* Data provided:
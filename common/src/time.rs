//! Time utilities and constants for the coordination engine.

use chrono::{DateTime, Utc};
use std::time::{Duration, Instant};

use crate::error::{CoordinationError, Result};

/// Engine timing constants.
pub mod constants {
    use std::time::Duration;

    /// Default bound on waiting for a participant held elsewhere (30 seconds).
    pub fn default_lock_acquire_timeout() -> Duration {
        Duration::from_secs(30)
    }

    /// Granularity used when polling for termination in tests and tools (10 milliseconds).
    pub fn poll_interval() -> Duration {
        Duration::from_millis(10)
    }
}

/// A wall-clock timestamp (always UTC).
pub type Timestamp = DateTime<Utc>;

/// Get the current timestamp.
pub fn now() -> Timestamp {
    Utc::now()
}

/// Validate a millisecond timeout coming from the API surface.
///
/// Zero means "no timeout"; negative values are rejected.
pub fn validate_timeout_ms(timeout_ms: i64) -> Result<u64> {
    u64::try_from(timeout_ms).map_err(|_| CoordinationError::InvalidTimeout(timeout_ms))
}

/// Compute a deadline `timeout_ms` from now, or `None` for zero.
pub fn deadline_after(timeout_ms: u64) -> Option<Instant> {
    (timeout_ms > 0).then(|| Instant::now() + Duration::from_millis(timeout_ms))
}

/// Remaining time until `deadline`, saturating at zero.
pub fn remaining(deadline: Instant) -> Duration {
    deadline.saturating_duration_since(Instant::now())
}

/// Duration as whole milliseconds, saturating.
pub fn as_millis(duration: Duration) -> u64 {
    u64::try_from(duration.as_millis()).unwrap_or(u64::MAX)
}

#[cfg(test)]
mod tests {
    use super::*;

    #[test]
    fn test_validate_timeout() {
        assert_eq!(validate_timeout_ms(0).unwrap(), 0);
        assert_eq!(validate_timeout_ms(50).unwrap(), 50);
        assert!(matches!(
            validate_timeout_ms(-5),
            Err(CoordinationError::InvalidTimeout(-5))
        ));
    }

    #[test]
    fn test_deadline_after() {
        assert!(deadline_after(0).is_none());

        let deadline = deadline_after(10_000).unwrap();
        assert!(remaining(deadline) > Duration::from_secs(9));
    }

    #[test]
    fn test_remaining_saturates() {
        let past = Instant::now();
        std::thread::sleep(Duration::from_millis(2));
        assert_eq!(remaining(past), Duration::ZERO);
    }
}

* Directions: Print the records once more, exactly as they were given.

* Expected answer:
filename common/src/time.rs
//! Time utilities and constants for the coordination engine.

use chrono::{DateTime, Utc};
use std::time::{Duration, Instant};

use crate::error::{CoordinationError, Result};

/// Engine timing constants.
pub mod constants {
    use std::time::Duration;

    /// Default bound on waiting for a participant held elsewhere (30 seconds).
    pub fn default_lock_acquire_timeout() -> Duration {
        Duration::from_secs(30)
    }

    /// Granularity used when polling for termination in tests and tools (10 milliseconds).
    pub fn poll_interval() -> Duration {
        Duration::from_millis(10)
    }
}

/// A wall-clock timestamp (always UTC).
pub type Timestamp = DateTime<Utc>;

/// Get the current timestamp.
pub fn now() -> Timestamp {
    Utc::now()
}

/// Validate a millisecond timeout coming from the API surface.
///
/// Zero means "no timeout"; negative values are rejected.
pub fn validate_timeout_ms(timeout_ms: i64) -> Result<u64> {
    u64::try_from(timeout_ms).map_err(|_| CoordinationError::InvalidTimeout(timeout_ms))
}

/// Compute a deadline `timeout_ms` from now, or `None` for zero.
pub fn deadline_after(timeout_ms: u64) -> Option<Instant> {
    (timeout_ms > 0).then(|| Instant::now() + Duration::from_millis(timeout_ms))
}

/// Remaining time until `deadline`, saturating at zero.
pub fn remaining(deadline: Instant) -> Duration {
    deadline.saturating_duration_since(Instant::now())
}

/// Duration as whole milliseconds, saturating.
pub fn as_millis(duration: Duration) -> u64 {
    u64::try_from(duration.as_millis()).unwrap_or(u64::MAX)
}

#[cfg(test)]
mod tests {
    use super::*;

    #[test]
    fn test_validate_timeout() {
        assert_eq!(validate_timeout_ms(0).unwrap(), 0);
        assert_eq!(validate_timeout_ms(50).unwrap(), 50);
        assert!(matches!(
            validate_timeout_ms(-5),
            Err(CoordinationError::InvalidTimeout(-5))
        ));
    }

    #[test]
    fn test_deadline_after() {
        assert!(deadline_after(0).is_none());

        let deadline = deadline_after(10_000).unwrap();
        assert!(remaining(deadline) > Duration::from_secs(9));
    }

    #[test]
    fn test_remaining_saturates() {
        let past = Instant::now();
        std::thread::sleep(Duration::from_millis(2));
        assert_eq!(remaining(past), Duration::ZERO);
    }
}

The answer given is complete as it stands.